Ci vuole tempo, ma piano piano Susantha ritorna padrone delle sue gambe e riprende a camminare, prima con l’aiuto delle stampelle, poi con le sue sole forze. I volontari della onlus gli propongono a questo punto, una raccolta fondi per aiutarlo a tornare a casa dalla sua famiglia. Lui all’inizio non è d’accordo, pensa di ritentare col lavoro a Palermo e di mandare di nuovo i soldi ai suoi cari lontani. Ma dopo un periodo di riflessione e sconforto, decide che è più saggio tornare nello Sri Lanka, «qui si sentiva un pesce fuor d’acqua». Il timore di fallire di nuovo lo persuade a cambiare idea e dire addio alla città in cui per tanto anni aveva vissuto. Ma non prima di ringraziare chi gli aveva permesso di riprendere in mano la sua vita. «Ogni volta che mi vedeva mi diceva “Guardami, guardami! Guarda che cosa hai fatto!”…Se penso che ai tempi eravamo così piccoli, noi di Anirbas, avevamo alle spalle ancora così poche ronde, non ci conosceva nessuno. Quanta gratitudine c’era nei suoi occhi, impossibile spiegare come mi sentivo quando mi parlava così – racconta oggi con emozione Sabrina -. Aiutare Susantha è stata una delle cose più belle e sofferte che abbiamo fatto, problematica e dispendiosa sia a livello di denaro che di tempo. L’ortopedico che avevamo faticosamente trovato ci disse che se avessimo aspettato anche solo pochi mesi, avrebbe rischiato l’amputazione delle gambe o addirittura la morte…e in questo caso nessuno ne avrebbe capito il reale motivo».

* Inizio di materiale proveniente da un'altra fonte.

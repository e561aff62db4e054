//! Wall-clock abstraction.
//!
//! All instants are Unix epoch milliseconds. Components that stamp their own
//! records take an `Arc<dyn Clock>` so tests can drive time with
//! [`ManualClock`].

use std::sync::atomic::{AtomicI64, Ordering};

/// Source of the current time in epoch milliseconds.
pub trait Clock: Send + Sync {
    /// Current time in epoch milliseconds.
    fn now_ms(&self) -> i64;
}

/// Real wall clock.
#[derive(Clone, Copy, Debug, Default)]
pub struct SystemClock;

impl Clock for SystemClock {
    fn now_ms(&self) -> i64 {
        chrono::Utc::now().timestamp_millis()
    }
}

/// Manually driven clock for deterministic tests.
#[derive(Debug, Default)]
pub struct ManualClock {
    now: AtomicI64,
}

impl ManualClock {
    /// Create a clock frozen at `start_ms`.
    pub fn new(start_ms: i64) -> Self {
        Self {
            now: AtomicI64::new(start_ms),
        }
    }

    /// Jump to an absolute instant.
    pub fn set(&self, ms: i64) {
        self.now.store(ms, Ordering::SeqCst);
    }

    /// Move forward by `ms` milliseconds.
    pub fn advance(&self, ms: i64) {
        let _ = self.now.fetch_add(ms, Ordering::SeqCst);
    }
}

impl Clock for ManualClock {
    fn now_ms(&self) -> i64 {
        self.now.load(Ordering::SeqCst)
    }
}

Non è successo perché i volontari, appena conosciuto quell’uomo per strada, sono istintivamente andati fino in fondo. «Quelle prima sera gli ho chiesto di spostare le coperte e di farmi vedere le gambe, non lo so perché l’ho fatto, ma intanto è andata così. Ma non dimentico l’aiuto di tutti, in primis quello di mio cugino Luigi Scarpello, che mi ha dato una grossa mano. Tutti insieme – conclude Sabrina – siamo riusciti a fare tutto questo. Adesso esiste un senza tetto in meno e un padre di famiglia in più a casa propria».